GIVEN DATA below:
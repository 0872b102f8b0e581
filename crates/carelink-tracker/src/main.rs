//! `carelink-track` prints the live distance between a client's home and
//! their linked caregiver.
//!
//! # Usage
//!
//! ```text
//! carelink-track --url http://localhost:8080 --client cl-1
//! carelink-track --config ~/.config/carelink/track.toml
//! ```

use std::{path::PathBuf, sync::Arc, time::Duration};

use anyhow::{Context, Result, bail};
use carelink_core::subject::AccountId;
use carelink_tracker::{
  ProximityUpdate, TrackerConfig,
  client::{ApiClient, ApiConfig},
};
use clap::Parser;
use serde::Deserialize;
use tracing::level_filters::LevelFilter;
use tracing_subscriber::EnvFilter;

// ─── CLI args ─────────────────────────────────────────────────────────────────

#[derive(Parser, Debug)]
#[command(name = "carelink-track", about = "Follow a linked caregiver's live position")]
struct Args {
  /// Path to a TOML config file (url, client, interval_secs).
  #[arg(short, long, value_name = "FILE")]
  config: Option<PathBuf>,

  /// Base URL of the carelink server (default: http://localhost:8080).
  #[arg(long, env = "CARELINK_URL")]
  url: Option<String>,

  /// Account id of the client whose caregiver is tracked.
  #[arg(long, env = "CARELINK_CLIENT")]
  client: Option<String>,

  /// Seconds between polls (default: 3).
  #[arg(long)]
  interval_secs: Option<u64>,
}

// ─── Config file ──────────────────────────────────────────────────────────────

/// Shape of the optional TOML config file.
#[derive(Deserialize, Default)]
struct ConfigFile {
  #[serde(default)]
  url:               String,
  #[serde(default)]
  client:            String,
  interval_secs:     Option<u64>,
  read_timeout_secs: Option<u64>,
}

// ─── Entry point ──────────────────────────────────────────────────────────────

#[tokio::main]
async fn main() -> Result<()> {
  tracing_subscriber::fmt()
    .with_env_filter(
      EnvFilter::builder()
        .with_default_directive(LevelFilter::INFO.into())
        .from_env_lossy(),
    )
    .init();

  let args = Args::parse();

  // Load config file if provided.
  let file_cfg: ConfigFile = if let Some(path) = &args.config {
    let raw = std::fs::read_to_string(path)
      .with_context(|| format!("reading config file {}", path.display()))?;
    toml::from_str(&raw).context("parsing config file")?
  } else {
    ConfigFile::default()
  };

  // CLI flags override config file, which overrides defaults.
  let base_url = args
    .url
    .or_else(|| (!file_cfg.url.is_empty()).then(|| file_cfg.url.clone()))
    .unwrap_or_else(|| "http://localhost:8080".to_string());
  let Some(client_raw) = args
    .client
    .or_else(|| (!file_cfg.client.is_empty()).then(|| file_cfg.client.clone()))
  else {
    bail!("no client given; pass --client or set CARELINK_CLIENT");
  };
  let client = AccountId::parse(&client_raw).context("invalid client id")?;

  let mut tracker = TrackerConfig::default();
  if let Some(secs) = args.interval_secs.or(file_cfg.interval_secs) {
    tracker.interval = Duration::from_secs(secs.max(1));
  }
  if let Some(secs) = file_cfg.read_timeout_secs {
    tracker.read_timeout = Duration::from_secs(secs.max(1));
  }

  let api = Arc::new(
    ApiClient::new(ApiConfig { base_url, request_timeout: tracker.read_timeout })
      .context("failed to build HTTP client")?,
  );

  let home = match api.client_home(&client).await {
    Ok(Some(view)) => Some(view.coordinates),
    Ok(None) => {
      println!("No home location on file for {client}; distances unavailable.");
      None
    }
    Err(e) => {
      tracing::warn!(error = %e, "home lookup failed");
      None
    }
  };

  let (handle, mut updates) = carelink_tracker::spawn(api, client, home, tracker);

  loop {
    tokio::select! {
      update = updates.recv() => match update {
        Some(update) => print_update(&update),
        None => break,
      },
      _ = tokio::signal::ctrl_c() => {
        handle.cancel();
        break;
      }
    }
  }

  let reason = handle.join().await.context("tracking task failed")?;
  println!("Stopped: {reason:?}");
  Ok(())
}

fn print_update(update: &ProximityUpdate) {
  match update {
    ProximityUpdate::Located { caregiver, fix, distance_km: Some(km) } => println!(
      "{caregiver} is {km:.2} km away ({:.5}, {:.5}) as of {}",
      fix.coordinates.lat, fix.coordinates.lng, fix.updated_at
    ),
    ProximityUpdate::Located { caregiver, fix, distance_km: None } => println!(
      "{caregiver} at ({:.5}, {:.5}) as of {}",
      fix.coordinates.lat, fix.coordinates.lng, fix.updated_at
    ),
    ProximityUpdate::NoDataYet { caregiver } => {
      println!("{caregiver} has not shared a position yet")
    }
    ProximityUpdate::Degraded { consecutive_failures, retry_in } => println!(
      "Connection trouble ({consecutive_failures} failed reads); retrying in {}s",
      retry_in.as_secs()
    ),
  }
}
End of GIVEN DATA.
WORK REQUEST -
Check each line of the records above, and copy those that hold the word "live".

ANSWER SPACE -
//! `carelink-track` prints the live distance between a client's home and
#[command(name = "carelink-track", about = "Follow a linked caregiver's live position")]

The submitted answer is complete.